▸ How to complete this task:
Go through the records, and copy each line in which the string "both" is present.
=== Exercise input ===
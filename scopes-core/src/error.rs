//! Error types for scope definitions and scope-set operations
//!
//! Construction problems surface as [`ConfigError`] and operation problems
//! as [`ScopeError`]. [`Error`] flattens both for callers that only want a
//! single error type.

use thiserror::Error;

/// Errors that can occur when building a [`ScopeDefinition`](crate::ScopeDefinition)
/// or constructing a scope manager from one.
#[derive(Debug, Clone, PartialEq, Eq, Error)]
pub enum ConfigError {
    /// A scope name was declared twice.
    #[error("scope '{0}' is declared more than once")]
    DuplicateScope(String),

    /// Two scopes were mapped to the same slot, so their bits would collide.
    #[error("scopes '{first}' and '{second}' both use slot {slot}")]
    DuplicateSlot {
        slot: u32,
        first: String,
        second: String,
    },

    /// A slot does not fit in the packed integer type.
    #[error("slot {slot} for scope '{scope}' does not fit in a {bits}-bit flag set")]
    SlotOutOfRange { scope: String, slot: u32, bits: u32 },

    /// Scope names must be non-empty.
    #[error("scope names must not be empty")]
    EmptyScopeName,

    /// The definition could not be parsed from its configuration source.
    #[error("invalid scope definition: {0}")]
    Parse(String),
}

/// Errors returned by scope-set operations.
#[derive(Debug, Clone, PartialEq, Eq, Error)]
pub enum ScopeError {
    /// The scope name is not part of the manager's alphabet.
    #[error("unknown scope '{scope}'")]
    UnknownScope { scope: String },

    /// A raw flag value carries bits that no declared scope maps to.
    #[error("flag value has bits outside the scope alphabet: {bits:#b}")]
    UnknownBits { bits: u128 },
}

impl ScopeError {
    pub(crate) fn unknown(scope: &str) -> Self {
        log::debug!("rejected unknown scope '{}'", scope);
        Self::UnknownScope {
            scope: scope.to_string(),
        }
    }
}

/// Top-level error type for scope operations
///
/// - [`Error::Config`] - Fix the scope definition
/// - [`Error::Scope`] - The caller referenced something outside the alphabet
#[derive(Debug, Clone, PartialEq, Eq, Error)]
pub enum Error {
    /// Invalid scope definition
    #[error("configuration error: {0}")]
    Config(#[from] ConfigError),

    /// Invalid scope reference during an operation
    #[error("scope error: {0}")]
    Scope(#[from] ScopeError),
}

impl Error {
    /// Returns true if this is a configuration error
    pub fn is_config(&self) -> bool {
        matches!(self, Self::Config(_))
    }

    /// Returns true if an unknown scope name was referenced
    pub fn is_unknown_scope(&self) -> bool {
        matches!(self, Self::Scope(ScopeError::UnknownScope { .. }))
    }
}

/// Result type for scope operations
pub type Result<T> = std::result::Result<T, Error>;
===
▸ Result of this task:
//! as [`ScopeError`]. [`Error`] flattens both for callers that only want a
    #[error("scopes '{first}' and '{second}' both use slot {slot}")]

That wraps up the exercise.